Supplied material Block Start
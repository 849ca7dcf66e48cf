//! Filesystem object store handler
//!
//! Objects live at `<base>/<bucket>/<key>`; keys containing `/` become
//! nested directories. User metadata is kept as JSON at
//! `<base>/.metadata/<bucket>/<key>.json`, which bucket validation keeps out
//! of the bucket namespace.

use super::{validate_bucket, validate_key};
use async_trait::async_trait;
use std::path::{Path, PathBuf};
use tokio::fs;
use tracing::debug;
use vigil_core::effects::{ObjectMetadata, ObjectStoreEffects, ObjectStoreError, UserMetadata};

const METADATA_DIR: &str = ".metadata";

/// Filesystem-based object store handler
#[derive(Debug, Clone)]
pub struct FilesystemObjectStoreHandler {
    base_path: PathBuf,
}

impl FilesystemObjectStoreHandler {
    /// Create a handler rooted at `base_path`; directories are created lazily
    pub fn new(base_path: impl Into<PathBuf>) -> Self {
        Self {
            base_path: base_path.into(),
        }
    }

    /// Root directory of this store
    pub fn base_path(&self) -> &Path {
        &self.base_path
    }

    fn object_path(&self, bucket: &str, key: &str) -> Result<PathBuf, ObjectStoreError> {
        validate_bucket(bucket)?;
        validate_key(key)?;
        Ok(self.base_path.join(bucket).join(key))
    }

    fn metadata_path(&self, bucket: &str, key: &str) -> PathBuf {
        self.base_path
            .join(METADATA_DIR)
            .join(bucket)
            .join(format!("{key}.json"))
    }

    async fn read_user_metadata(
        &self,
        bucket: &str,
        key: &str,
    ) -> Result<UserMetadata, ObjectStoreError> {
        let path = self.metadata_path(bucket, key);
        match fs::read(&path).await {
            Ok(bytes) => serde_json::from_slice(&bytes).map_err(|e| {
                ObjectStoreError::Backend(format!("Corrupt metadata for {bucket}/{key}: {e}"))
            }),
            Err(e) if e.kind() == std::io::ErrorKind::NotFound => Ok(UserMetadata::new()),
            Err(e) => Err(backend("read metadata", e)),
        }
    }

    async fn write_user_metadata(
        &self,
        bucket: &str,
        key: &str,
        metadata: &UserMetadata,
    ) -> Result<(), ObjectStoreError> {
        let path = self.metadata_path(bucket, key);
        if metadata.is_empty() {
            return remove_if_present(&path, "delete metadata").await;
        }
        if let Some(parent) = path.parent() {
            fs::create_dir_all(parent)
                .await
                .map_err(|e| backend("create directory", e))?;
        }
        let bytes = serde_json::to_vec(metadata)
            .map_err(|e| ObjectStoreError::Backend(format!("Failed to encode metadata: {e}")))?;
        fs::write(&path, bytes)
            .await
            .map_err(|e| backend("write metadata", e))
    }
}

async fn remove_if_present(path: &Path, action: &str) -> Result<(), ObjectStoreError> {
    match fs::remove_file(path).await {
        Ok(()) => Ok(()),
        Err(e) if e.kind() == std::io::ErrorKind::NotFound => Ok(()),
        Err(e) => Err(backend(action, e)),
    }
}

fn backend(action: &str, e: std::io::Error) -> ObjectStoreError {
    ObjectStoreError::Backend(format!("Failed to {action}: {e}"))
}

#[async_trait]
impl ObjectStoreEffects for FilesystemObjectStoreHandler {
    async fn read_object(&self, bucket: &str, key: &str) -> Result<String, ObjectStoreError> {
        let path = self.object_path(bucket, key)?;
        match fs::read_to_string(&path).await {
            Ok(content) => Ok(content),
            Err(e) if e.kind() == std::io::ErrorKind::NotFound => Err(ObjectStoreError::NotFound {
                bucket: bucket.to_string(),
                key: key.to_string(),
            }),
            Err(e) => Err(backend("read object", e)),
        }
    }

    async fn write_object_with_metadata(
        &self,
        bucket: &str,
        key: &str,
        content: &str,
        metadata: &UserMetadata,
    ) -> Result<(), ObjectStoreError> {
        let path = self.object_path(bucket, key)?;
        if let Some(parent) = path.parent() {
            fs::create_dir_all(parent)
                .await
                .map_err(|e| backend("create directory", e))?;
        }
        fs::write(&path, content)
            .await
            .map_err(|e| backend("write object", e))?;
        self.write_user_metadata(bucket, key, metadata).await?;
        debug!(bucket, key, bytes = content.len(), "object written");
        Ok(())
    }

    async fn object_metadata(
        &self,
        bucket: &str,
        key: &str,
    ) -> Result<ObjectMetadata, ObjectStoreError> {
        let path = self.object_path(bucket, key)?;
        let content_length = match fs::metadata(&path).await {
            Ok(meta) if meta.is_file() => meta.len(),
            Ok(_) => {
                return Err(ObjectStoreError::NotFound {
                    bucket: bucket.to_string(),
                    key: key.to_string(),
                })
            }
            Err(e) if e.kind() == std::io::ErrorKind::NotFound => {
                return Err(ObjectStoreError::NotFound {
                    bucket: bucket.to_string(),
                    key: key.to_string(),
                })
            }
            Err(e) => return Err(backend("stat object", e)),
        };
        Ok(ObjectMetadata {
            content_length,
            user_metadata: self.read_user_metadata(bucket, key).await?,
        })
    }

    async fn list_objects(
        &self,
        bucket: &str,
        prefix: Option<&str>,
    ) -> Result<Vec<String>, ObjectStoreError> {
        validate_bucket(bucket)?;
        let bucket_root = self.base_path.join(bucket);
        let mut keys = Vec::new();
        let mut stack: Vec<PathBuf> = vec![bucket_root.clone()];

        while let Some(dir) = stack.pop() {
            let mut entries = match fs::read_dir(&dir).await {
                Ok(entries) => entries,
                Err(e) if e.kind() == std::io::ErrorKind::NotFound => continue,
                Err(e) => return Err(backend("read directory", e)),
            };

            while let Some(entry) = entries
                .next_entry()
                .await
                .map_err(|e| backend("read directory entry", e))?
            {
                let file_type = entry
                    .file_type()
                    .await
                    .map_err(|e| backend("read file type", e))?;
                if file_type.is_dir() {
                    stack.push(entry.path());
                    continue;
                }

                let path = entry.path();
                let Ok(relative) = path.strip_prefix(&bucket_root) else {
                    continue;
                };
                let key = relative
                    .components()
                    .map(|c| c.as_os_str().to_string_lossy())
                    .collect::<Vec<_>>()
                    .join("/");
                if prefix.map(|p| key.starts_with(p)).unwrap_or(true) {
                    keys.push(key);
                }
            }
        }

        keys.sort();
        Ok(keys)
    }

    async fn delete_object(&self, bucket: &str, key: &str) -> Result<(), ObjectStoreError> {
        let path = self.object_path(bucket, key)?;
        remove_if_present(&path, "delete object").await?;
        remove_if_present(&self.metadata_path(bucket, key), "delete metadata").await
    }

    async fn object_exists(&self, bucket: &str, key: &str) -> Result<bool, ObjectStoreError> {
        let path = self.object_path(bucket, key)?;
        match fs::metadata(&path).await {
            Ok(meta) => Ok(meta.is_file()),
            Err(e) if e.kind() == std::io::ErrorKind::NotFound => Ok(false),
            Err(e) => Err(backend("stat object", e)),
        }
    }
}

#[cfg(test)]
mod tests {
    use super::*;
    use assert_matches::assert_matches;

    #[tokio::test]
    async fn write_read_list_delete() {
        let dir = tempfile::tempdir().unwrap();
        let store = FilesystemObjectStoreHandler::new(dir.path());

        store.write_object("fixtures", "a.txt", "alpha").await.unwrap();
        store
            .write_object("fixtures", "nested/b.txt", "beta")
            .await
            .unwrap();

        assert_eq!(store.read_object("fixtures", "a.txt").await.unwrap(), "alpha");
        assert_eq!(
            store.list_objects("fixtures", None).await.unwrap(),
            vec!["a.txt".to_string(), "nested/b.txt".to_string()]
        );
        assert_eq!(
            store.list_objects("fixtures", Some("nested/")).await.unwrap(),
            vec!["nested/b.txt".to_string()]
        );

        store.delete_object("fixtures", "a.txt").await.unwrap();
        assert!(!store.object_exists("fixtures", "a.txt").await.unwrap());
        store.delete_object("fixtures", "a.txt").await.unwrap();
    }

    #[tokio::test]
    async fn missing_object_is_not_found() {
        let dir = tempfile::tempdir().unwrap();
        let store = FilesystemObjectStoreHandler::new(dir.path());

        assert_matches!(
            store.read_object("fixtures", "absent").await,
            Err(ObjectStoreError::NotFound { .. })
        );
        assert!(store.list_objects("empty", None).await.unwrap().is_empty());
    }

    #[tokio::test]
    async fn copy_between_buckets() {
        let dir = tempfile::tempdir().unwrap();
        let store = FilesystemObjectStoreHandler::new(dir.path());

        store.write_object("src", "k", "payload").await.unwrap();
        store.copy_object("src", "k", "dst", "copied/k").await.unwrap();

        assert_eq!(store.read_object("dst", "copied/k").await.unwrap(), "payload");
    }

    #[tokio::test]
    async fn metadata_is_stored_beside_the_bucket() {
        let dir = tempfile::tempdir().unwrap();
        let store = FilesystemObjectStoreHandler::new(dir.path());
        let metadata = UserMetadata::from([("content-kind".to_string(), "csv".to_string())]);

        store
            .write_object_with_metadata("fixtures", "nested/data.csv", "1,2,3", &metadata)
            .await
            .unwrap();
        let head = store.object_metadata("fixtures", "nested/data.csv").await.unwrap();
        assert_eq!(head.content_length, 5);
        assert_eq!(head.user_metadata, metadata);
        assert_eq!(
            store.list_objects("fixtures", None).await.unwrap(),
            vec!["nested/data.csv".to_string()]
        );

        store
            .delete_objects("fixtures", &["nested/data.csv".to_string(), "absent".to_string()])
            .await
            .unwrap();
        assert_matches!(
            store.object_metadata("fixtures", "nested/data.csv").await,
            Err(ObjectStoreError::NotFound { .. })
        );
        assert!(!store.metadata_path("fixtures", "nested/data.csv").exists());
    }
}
Supplied material Block End
Supplied material Block Start
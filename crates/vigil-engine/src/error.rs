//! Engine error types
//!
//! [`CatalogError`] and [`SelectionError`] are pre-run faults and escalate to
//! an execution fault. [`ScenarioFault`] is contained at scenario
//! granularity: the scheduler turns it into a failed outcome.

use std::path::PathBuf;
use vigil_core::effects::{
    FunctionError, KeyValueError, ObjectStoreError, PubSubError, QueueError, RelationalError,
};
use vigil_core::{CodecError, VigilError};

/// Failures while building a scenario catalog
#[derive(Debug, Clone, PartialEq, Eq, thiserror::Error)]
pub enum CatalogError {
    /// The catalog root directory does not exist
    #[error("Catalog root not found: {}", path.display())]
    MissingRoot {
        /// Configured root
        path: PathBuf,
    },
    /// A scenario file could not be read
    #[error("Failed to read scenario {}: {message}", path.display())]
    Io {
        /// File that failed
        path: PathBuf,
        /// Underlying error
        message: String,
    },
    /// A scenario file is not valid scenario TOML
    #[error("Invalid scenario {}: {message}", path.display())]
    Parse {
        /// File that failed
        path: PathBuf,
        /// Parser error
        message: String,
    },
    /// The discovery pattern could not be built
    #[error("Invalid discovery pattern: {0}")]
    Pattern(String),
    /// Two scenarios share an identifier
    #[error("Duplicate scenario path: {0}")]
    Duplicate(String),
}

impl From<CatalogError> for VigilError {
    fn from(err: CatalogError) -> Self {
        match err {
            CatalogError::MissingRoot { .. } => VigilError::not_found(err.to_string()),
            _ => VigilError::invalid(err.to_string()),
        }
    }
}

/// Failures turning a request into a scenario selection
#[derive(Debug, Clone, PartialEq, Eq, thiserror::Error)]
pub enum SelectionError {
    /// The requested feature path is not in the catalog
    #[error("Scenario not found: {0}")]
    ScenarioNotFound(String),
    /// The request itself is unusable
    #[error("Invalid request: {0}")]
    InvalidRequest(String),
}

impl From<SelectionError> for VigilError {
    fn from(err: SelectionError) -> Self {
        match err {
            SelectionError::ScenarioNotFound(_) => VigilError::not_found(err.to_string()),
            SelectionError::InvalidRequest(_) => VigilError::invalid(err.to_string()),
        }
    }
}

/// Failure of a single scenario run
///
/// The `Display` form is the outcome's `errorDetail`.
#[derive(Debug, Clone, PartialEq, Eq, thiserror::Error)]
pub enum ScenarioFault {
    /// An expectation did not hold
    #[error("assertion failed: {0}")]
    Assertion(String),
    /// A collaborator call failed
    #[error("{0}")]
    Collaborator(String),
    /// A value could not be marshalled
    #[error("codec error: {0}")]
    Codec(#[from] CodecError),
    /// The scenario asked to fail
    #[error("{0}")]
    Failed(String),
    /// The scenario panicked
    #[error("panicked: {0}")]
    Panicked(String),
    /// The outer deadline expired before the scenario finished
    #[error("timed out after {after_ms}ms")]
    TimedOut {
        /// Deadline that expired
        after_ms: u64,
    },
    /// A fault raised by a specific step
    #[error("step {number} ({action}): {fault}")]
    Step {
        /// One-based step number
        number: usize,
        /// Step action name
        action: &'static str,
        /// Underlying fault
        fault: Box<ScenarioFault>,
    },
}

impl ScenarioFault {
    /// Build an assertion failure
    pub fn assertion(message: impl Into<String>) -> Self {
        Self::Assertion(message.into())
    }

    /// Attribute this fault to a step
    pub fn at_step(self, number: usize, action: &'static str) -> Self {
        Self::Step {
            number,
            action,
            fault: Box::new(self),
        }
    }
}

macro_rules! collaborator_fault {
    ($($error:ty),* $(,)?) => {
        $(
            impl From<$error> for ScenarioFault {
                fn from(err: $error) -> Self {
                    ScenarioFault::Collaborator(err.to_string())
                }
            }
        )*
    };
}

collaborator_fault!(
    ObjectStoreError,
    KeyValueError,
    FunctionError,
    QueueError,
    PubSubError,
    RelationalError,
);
Supplied material Block End
Would you please repeat exactly the lines above, starting at the line with "let bucket_root = self.base_path.join(bucket);" and stopping at the line with "async fn object_exists(&self, bucket: &str, key: &str)", both included?

* [Solution for this problem]
        let bucket_root = self.base_path.join(bucket);
        let mut keys = Vec::new();
        let mut stack: Vec<PathBuf> = vec![bucket_root.clone()];

        while let Some(dir) = stack.pop() {
            let mut entries = match fs::read_dir(&dir).await {
                Ok(entries) => entries,
                Err(e) if e.kind() == std::io::ErrorKind::NotFound => continue,
                Err(e) => return Err(backend("read directory", e)),
            };

            while let Some(entry) = entries
                .next_entry()
                .await
                .map_err(|e| backend("read directory entry", e))?
            {
                let file_type = entry
                    .file_type()
                    .await
                    .map_err(|e| backend("read file type", e))?;
                if file_type.is_dir() {
                    stack.push(entry.path());
                    continue;
                }

                let path = entry.path();
                let Ok(relative) = path.strip_prefix(&bucket_root) else {
                    continue;
                };
                let key = relative
                    .components()
                    .map(|c| c.as_os_str().to_string_lossy())
                    .collect::<Vec<_>>()
                    .join("/");
                if prefix.map(|p| key.starts_with(p)).unwrap_or(true) {
                    keys.push(key);
                }
            }
        }

        keys.sort();
        Ok(keys)
    }

    async fn delete_object(&self, bucket: &str, key: &str) -> Result<(), ObjectStoreError> {
        let path = self.object_path(bucket, key)?;
        remove_if_present(&path, "delete object").await?;
        remove_if_present(&self.metadata_path(bucket, key), "delete metadata").await
    }

    async fn object_exists(&self, bucket: &str, key: &str) -> Result<bool, ObjectStoreError> {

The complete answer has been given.